The ladies would always giggle and wave and it was an uncomplicated encounter—in one form or another, everyone in that hallway was busy hurrying off to work.

This went on for several days until there was a change in work rotation for the welders. For the next two weeks, they had their evenings off. It was time to make their move.

First things first: the men topped up their hoard of fresh liquor. They even went so far as to buy white wine, because isn't that what women drink? They stacked cases of beer in clear sight of the door as a lure, liquid breadcrumbs for the bunnies across the hall.

“What are you doing?”

“Throwing out these cups.”

“Why?”

“Women get really upset when they see cups half-filled with tobacco juice lying all over the place.”

“I guess.”

They all washed, sort of. They changed into their cleanest blue jeans, checked their breath, and then, with an anxious last look around and a final kick to the underwear under the sofa, the boilermakers went a-courting.

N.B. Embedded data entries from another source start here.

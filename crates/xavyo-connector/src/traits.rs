//! Connector Framework traits
//!
//! Capability-based trait definitions for connectors, inspired by `ConnId`.
//! A connector implements [`Connector`] plus whichever operations it supports.

use async_trait::async_trait;

use crate::error::{ConnectorError, ConnectorResult};
use crate::operation::{
    AttributeDeltaSet, AttributeSet, ConnectorObject, Filter, OperationOptions, Uid,
};
use crate::schema::Schema;

/// Callback receiving search results one at a time.
///
/// Returning `false` stops the search; no further results are fetched.
pub type ResultsHandler<'a> = dyn FnMut(ConnectorObject) -> bool + Send + 'a;

/// Base trait for all connectors.
#[async_trait]
pub trait Connector: Send + Sync {
    /// Get the display name for this connector instance.
    fn display_name(&self) -> &str;

    /// Verify the connector can talk to the target system.
    ///
    /// Returns `Ok(())` when a working credential is available, or an error
    /// describing what went wrong.
    async fn test_connection(&self) -> ConnectorResult<()>;

    /// Dispose of connector resources.
    async fn dispose(&self) -> ConnectorResult<()> {
        Ok(())
    }

    /// Lightweight health check, cheaper than `test_connection`.
    fn is_healthy(&self) -> bool {
        true
    }
}

/// Capability for describing the object classes and attributes a connector
/// supports.
pub trait SchemaOp: Connector {
    /// Get the schema.
    fn schema(&self) -> Schema;
}

/// Capability for creating objects in the target system.
#[async_trait]
pub trait CreateOp: Connector {
    /// Create a new object in the target system.
    ///
    /// # Returns
    /// The identifier assigned by the target system, carrying the new name as
    /// its hint.
    async fn create(&self, object_class: &str, attributes: AttributeSet) -> ConnectorResult<Uid>;
}

/// Capability for applying attribute deltas to existing objects.
#[async_trait]
pub trait UpdateDeltaOp: Connector {
    /// Apply `deltas` to the object identified by `uid`.
    ///
    /// # Returns
    /// Attribute changes the target system made as a side effect.
    async fn update_delta(
        &self,
        object_class: &str,
        uid: &Uid,
        deltas: AttributeDeltaSet,
    ) -> ConnectorResult<AttributeDeltaSet>;
}

/// Capability for deleting objects from the target system.
#[async_trait]
pub trait DeleteOp: Connector {
    /// Delete an object from the target system.
    async fn delete(&self, object_class: &str, uid: &Uid) -> ConnectorResult<()>;
}

/// Capability for searching objects in the target system.
#[async_trait]
pub trait SearchOp: Connector {
    /// Stream objects matching `filter` to `handler`.
    ///
    /// `None` enumerates every object of the class.
    async fn search(
        &self,
        object_class: &str,
        filter: Option<Filter>,
        options: &OperationOptions,
        handler: &mut ResultsHandler<'_>,
    ) -> ConnectorResult<()>;

    /// Read a single object by its UID.
    ///
    /// A missing object is `Ok(None)`, whatever the search semantics of the
    /// object class are.
    async fn read(
        &self,
        object_class: &str,
        uid: &Uid,
        options: &OperationOptions,
    ) -> ConnectorResult<Option<ConnectorObject>> {
        let mut found = None;
        let result = self
            .search(
                object_class,
                Some(Filter::Uid(uid.clone())),
                options,
                &mut |object: ConnectorObject| {
                    found = Some(object);
                    false
                },
            )
            .await;

        match result {
            Ok(()) => Ok(found),
            Err(ConnectorError::UnknownUid { .. }) => Ok(None),
            Err(e) => Err(e),
        }
    }
}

The welders screwed their courage to the sticking place, marched across the hall, and pounded on the strippers' door. When a vision of loveliness dressed only in a housecoat opened the door, a bottle of ice-cold Pinot Grigio was thrust towards her cleavage.

“You guys wanna have a drink?”

“With us?” another welder quickly added.

They might as well have added, “Oh gawd, please, please, please.”

The vision motioned them to stop. The door closed, leaving the men to fidget in the hallway. After twenty minutes of giggling, thumping, and muffled conversation, the door reopened. From the room emerged four of the loveliest little girls the men had ever seen. They were dressed, scrubbed, their hair pulled up into ponytails, their teeth white and regular. They looked like a team of cheerleaders.

The men were just happy they had a pulse.

The men sat, their backs stiff, aware of the warmth of the women beside them. They had all seen the ladies buck naked but this was different: the girls were clothed, they smiled, and talked. One of them had even had dimples. It came as a shock that these young women sitting beside them were people—people with thoughts, opinions, and actual feelings.

The men felt a little crestfallen and more than a little ashamed. In unison, the men raised their beers to their lips and took a long, desperate drink. The men had half-expected an instant Roman orgy, but what they were getting was a meet-the-teacher interview.

The littlest lady with the friendly dimples watched the welders take a long pull on their drinks. Her eyes shot a quick glance at the other women and then stopped at two fishing poles in the corner of the hotel room. She asked, “Who's the fisherman?”

He was taller than the others, with jet black hair and what looked like a four-day beard growth. He could have been Spanish, Italian, or Mexican; he was Métis.

“I am.”

“What's that like?”

He shrugged. “It's... fishing.”

“Well, how do you do it?”

“You've never fished?”

The women looked at each other, and back to the fisherman. “No.”